While you can outsource the second benefit in the form of getting the minutes or a transcript, only you can take advantage of the first benefit. So even if the meeting will be recorded, or someone else is taking and disseminating notes, you’re still best off taking your own, too. Here’s how to do that better.
The best students don’t go into lectures blind. They’ve looked at the syllabus, and seen what topics will be covered, and what they’ll need to know. Likewise, you can look at the objective for the meeting, and study the agenda. “What’s the meeting about? What am I supposed to be getting out of this?” Weimer suggests asking. Try reframing agenda points as questions (which you can write down where you’ll write your notes).

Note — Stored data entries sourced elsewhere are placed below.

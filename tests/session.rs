use myo::sim::{BoundaryCall, SimEngine};
use myo::{
    Arm, Capabilities, DeviceCommand, EventPayload, Hub, HubConfig, LockingPolicy, Listener,
    Myo, MyoError, Pose, Quaternion, UnlockType, Vector3, WarmupState, XDirection,
};
use std::sync::{Arc, Mutex};
use std::thread;
use std::time::Duration;

fn init_logging() {
    let _ = env_logger::builder().is_test(true).try_init();
}

#[test]
fn test_pose_listener_scenario() {
    init_logging();
    let engine = SimEngine::new();
    let remote = engine.remote();
    let hub = Hub::new("com.example.app", engine).unwrap();

    let received = Arc::new(Mutex::new(Vec::new()));
    let sink = received.clone();
    hub.add_listener(Listener::new().on_pose(move |myo, ts, pose| {
        sink.lock().unwrap().push((myo.clone(), ts, pose));
        Ok(())
    }))
    .unwrap();

    let device = remote.attach();
    let emitted_at = remote.emit(device, EventPayload::Pose(Pose::Fist));
    hub.run_once(Duration::from_millis(100)).unwrap();

    {
        let received = received.lock().unwrap();
        assert_eq!(received.len(), 1);
        let (myo, ts, pose) = &received[0];
        assert_eq!(myo.token(), device);
        assert_eq!(*pose, Pose::Fist);
        assert!(*ts >= emitted_at);
    }

    hub.release().unwrap();
    assert!(hub.is_released());
    assert!(matches!(
        hub.set_locking_policy(LockingPolicy::Standard),
        Err(MyoError::Released)
    ));
}

#[test]
fn test_handles_for_same_device_compare_equal() {
    init_logging();
    let engine = SimEngine::new();
    let remote = engine.remote();
    let hub = Hub::new("com.example.app", engine).unwrap();

    let seen: Arc<Mutex<Vec<Myo>>> = Arc::new(Mutex::new(Vec::new()));
    let sink = seen.clone();
    hub.add_listener(Listener::new().on_lock(move |myo, _| {
        sink.lock().unwrap().push(myo.clone());
        Ok(())
    }))
    .unwrap();

    let first = remote.pair();
    let second = remote.pair();
    let waited = hub.wait_for_device(Duration::from_millis(200)).unwrap().unwrap();
    assert_eq!(waited.token(), first);

    remote.emit(first, EventPayload::Locked);
    remote.emit(second, EventPayload::Locked);
    remote.emit(first, EventPayload::Locked);
    hub.run(Duration::ZERO).unwrap();

    let seen = seen.lock().unwrap();
    assert_eq!(seen.len(), 3);
    assert_eq!(seen[0], seen[2]);
    assert_ne!(seen[0], seen[1]);
    assert_eq!(seen[0], waited);
}

#[test]
fn test_motion_payloads_reach_handlers() {
    init_logging();
    let engine = SimEngine::new();
    let remote = engine.remote();
    let hub = Hub::new("com.example.motion", engine).unwrap();

    let log = Arc::new(Mutex::new(Vec::<String>::new()));
    let (a, b, c) = (log.clone(), log.clone(), log.clone());
    hub.add_listener(
        Listener::new()
            .on_orientation(move |_, _, q| {
                a.lock().unwrap().push(format!("yaw={:.3}", q.to_euler()[2]));
                Ok(())
            })
            .on_accelerometer(move |_, _, v| {
                b.lock().unwrap().push(format!("accel={:.1}", v.magnitude()));
                Ok(())
            })
            .on_arm_sync(move |_, _, sync| {
                c.lock()
                    .unwrap()
                    .push(format!("{:?}/{:?}/{:?}", sync.arm, sync.x_direction, sync.warmup_state));
                Ok(())
            }),
    )
    .unwrap();

    let myo = remote.attach();
    remote.emit(
        myo,
        EventPayload::Orientation(Quaternion::from_axis_angle(&Vector3::Z, 0.25)),
    );
    remote.emit(myo, EventPayload::Accelerometer(Vector3::new(0.0, 0.0, 1.0)));
    remote.emit(myo, EventPayload::Gyroscope(Vector3::new(5.0, 0.0, 0.0)));
    remote.emit(
        myo,
        EventPayload::ArmSynced {
            arm: Arm::Left,
            x_direction: XDirection::TowardElbow,
            rotation: 0.1,
            warmup_state: WarmupState::Cold,
        },
    );
    hub.run(Duration::ZERO).unwrap();

    assert_eq!(
        *log.lock().unwrap(),
        vec![
            "yaw=0.250".to_string(),
            "accel=1.0".to_string(),
            "Left/TowardElbow/Cold".to_string(),
        ]
    );
}

#[test]
fn test_device_requests_round_trip() {
    init_logging();
    let engine = SimEngine::new();
    let remote = engine.remote();
    let probe = engine.probe();
    let hub = Hub::new("com.example.app", engine).unwrap();

    let levels = Arc::new(Mutex::new(Vec::new()));
    let sink = levels.clone();
    hub.add_listener(Listener::new().on_battery_level(move |_, _, level| {
        sink.lock().unwrap().push(level);
        Ok(())
    }))
    .unwrap();

    let token = remote.pair();
    let myo = hub.wait_for_device(Duration::from_millis(200)).unwrap().unwrap();
    assert_eq!(myo.token(), token);

    remote.set_battery(token, 73);
    myo.request_battery_level().unwrap();
    myo.unlock(UnlockType::Timed).unwrap();
    hub.run(Duration::ZERO).unwrap();

    assert_eq!(*levels.lock().unwrap(), vec![73]);
    assert_eq!(
        probe.commands(),
        vec![
            (token, DeviceCommand::RequestBatteryLevel),
            (token, DeviceCommand::Unlock(UnlockType::Timed)),
        ]
    );

    drop(hub);
    assert!(matches!(myo.request_rssi(), Err(MyoError::Released)));
    assert_eq!(probe.commands().len(), 2);
}

#[test]
fn test_teardown_destroys_every_adapter_before_hub() {
    init_logging();
    let engine = SimEngine::new();
    let probe = engine.probe();
    let config = HubConfig::new("com.example.app").with_locking_policy(LockingPolicy::Standard);
    let hub = Hub::with_config(config, engine).unwrap();

    for _ in 0..3 {
        hub.add_listener(Listener::new().on_pose(|_, _, _| Ok(())))
            .unwrap();
    }
    assert_eq!(probe.live_adapters(), 3);
    drop(hub);
    assert_eq!(probe.live_adapters(), 0);

    let calls = probe.calls();
    let shutdown_at = calls
        .iter()
        .position(|c| matches!(c, BoundaryCall::ShutdownHub(_)))
        .unwrap();
    let last_destroy = calls
        .iter()
        .rposition(|c| matches!(c, BoundaryCall::DestroyAdapter(_)))
        .unwrap();
    assert!(last_destroy < shutdown_at);
    assert_eq!(shutdown_at, calls.len() - 1);
}

#[test]
fn test_adapters_carry_listener_capabilities() {
    init_logging();
    let engine = SimEngine::new();
    let probe = engine.probe();
    let hub = Hub::new("com.example.app", engine).unwrap();

    hub.add_listener(
        Listener::new()
            .on_connect(|_, _, _| Ok(()))
            .on_rssi(|_, _, _| Ok(())),
    )
    .unwrap();

    assert!(probe.calls().iter().any(|c| matches!(
        c,
        BoundaryCall::CreateAdapter(_, caps) if *caps == (Capabilities::CONNECT | Capabilities::RSSI)
    )));
}

#[test]
fn test_concurrent_run_fails_fast() {
    init_logging();
    let engine = SimEngine::new();
    let hub = Arc::new(Hub::new("com.example.app", engine).unwrap());

    let runner = {
        let hub = hub.clone();
        thread::spawn(move || hub.run(Duration::from_millis(500)))
    };

    // Give the runner time to enter the engine loop.
    thread::sleep(Duration::from_millis(100));
    assert!(matches!(
        hub.wait_for_device(Duration::from_millis(1)),
        Err(MyoError::ConcurrentUse)
    ));
    assert!(matches!(hub.release(), Err(MyoError::ConcurrentUse)));

    runner.join().unwrap().unwrap();
    hub.release().unwrap();
}

#[test]
fn test_events_injected_from_another_thread() {
    init_logging();
    let engine = SimEngine::new();
    let remote = engine.remote();
    let hub = Hub::new("com.example.app", engine).unwrap();

    let count = Arc::new(Mutex::new(0usize));
    let sink = count.clone();
    hub.add_listener(Listener::new().on_gyroscope(move |_, _, _| {
        *sink.lock().unwrap() += 1;
        Ok(())
    }))
    .unwrap();

    let producer = thread::spawn(move || {
        let myo = remote.attach();
        for i in 0..10 {
            remote.emit(myo, EventPayload::Gyroscope(Vector3::new(i as f64, 0.0, 0.0)));
        }
    });
    producer.join().unwrap();

    hub.run(Duration::from_millis(20)).unwrap();
    assert_eq!(*count.lock().unwrap(), 10);
}

#[test]
fn test_out_of_order_timestamps_are_clamped() {
    init_logging();
    let engine = SimEngine::new();
    let remote = engine.remote();
    let hub = Hub::new("com.example.app", engine).unwrap();

    let stamps = Arc::new(Mutex::new(Vec::new()));
    let sink = stamps.clone();
    hub.add_listener(Listener::new().on_unlock(move |_, ts| {
        sink.lock().unwrap().push(ts);
        Ok(())
    }))
    .unwrap();

    let myo = remote.attach();
    remote.emit_at(myo, 500, EventPayload::Unlocked);
    remote.emit_at(myo, 100, EventPayload::Unlocked);
    remote.emit_at(myo, 900, EventPayload::Unlocked);
    hub.run(Duration::ZERO).unwrap();

    assert_eq!(*stamps.lock().unwrap(), vec![500, 500, 900]);
}
//! # myo - Rust SDK for the Myo armband
//!
//! Session and event-dispatch layer over the Myo engine. Provides:
//! - [`Hub`] sessions that own an engine handle and drive its event loop
//! - [`Listener`] handler sets, dispatched only for the events they handle
//! - [`Myo`] device handles for vibration, locking, EMG streaming and queries
//! - [`Vector3`] / [`Quaternion`] value types for motion events
//!
//! The engine itself (radio transport, pose classification) sits behind the
//! [`Engine`] trait. [`sim::SimEngine`] is an in-process implementation for
//! tests and demos.
//!
//! ## Quick Start
//! ```no_run
//! use myo::sim::SimEngine;
//! use myo::{Hub, Listener, VibrationType};
//! use std::time::Duration;
//!
//! let hub = Hub::new("com.example.hello-myo", SimEngine::new()).unwrap();
//! let myo = hub.wait_for_device(Duration::from_secs(10)).unwrap().unwrap();
//! myo.vibrate(VibrationType::Short).unwrap();
//!
//! hub.add_listener(Listener::new().on_pose(|_, ts, pose| {
//!     println!("{} {}", ts, pose);
//!     Ok(())
//! }))
//! .unwrap();
//!
//! loop {
//!     hub.run(Duration::from_millis(50)).unwrap();
//! }
//! ```

pub mod error;
pub mod types;
pub mod geometry;
pub mod app_id;
pub mod config;
pub mod engine;
pub mod listener;
mod bridge;
pub mod device;
pub mod hub;
pub mod sim;

pub use config::HubConfig;
pub use device::Myo;
pub use engine::{
    AdapterId, CommandPort, DeviceCommand, DeviceToken, Engine, EngineError, Event, EventPayload,
    Flow, HubHandle, RunMode,
};
pub use error::{HandlerError, MyoError};
pub use geometry::{Quaternion, Vector3};
pub use hub::Hub;
pub use listener::{ArmSync, HandlerResult, Listener, ListenerId};
pub use types::*;

/// Result type alias for myo operations.
pub type Result<T> = std::result::Result<T, MyoError>;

To be sure, “people often err on the side of writing too little as opposed to writing too much,” says Weimer. But unless you’re a court stenographer, you probably don’t have the ability to get it all down verbatim. Instead, focus on the answers to the questions you’ve jotted down, or things that have particular resonance for you. If possible, “put it in your own words,” says Weimer. While a journalist wants an exact quote, for most things in life, the point is more important than the phrasing, and by putting the concept in a way that makes sense to you, “you’re making your notes your own.”
“Shortly after you’ve taken your notes is the best time to try to organize those notes,” says Weimer. Students who review their notes five minutes after class get higher scores on exams than those that wait two to three days. Connect concepts that go together with arrows. Circle what you find most interesting. Write your initial reactions to action items, or observations (e.g. “John not thrilled with this–need to follow up individually with him.”) You could do a modified version of the popular Cornell Note-Taking System: basic notes on the right side of the paper, your main points and takeaways on the left.
Come back to your notes from time to time. Just as students don’t do well when they only revisit notes right before the test, your final progress review will go better if you’ve been consistently reviewing the notes from previous meetings (for instance, you might remember to go talk to John, and figure things out before he blows up).
Does all this–the prep, the writing, the processing, the reviewing–seem like a lot of work for any given meeting? If so, perhaps that meeting doesn’t really need to happen. Save the calendar invites for those meetings that make all this note-taking seem worthwhile.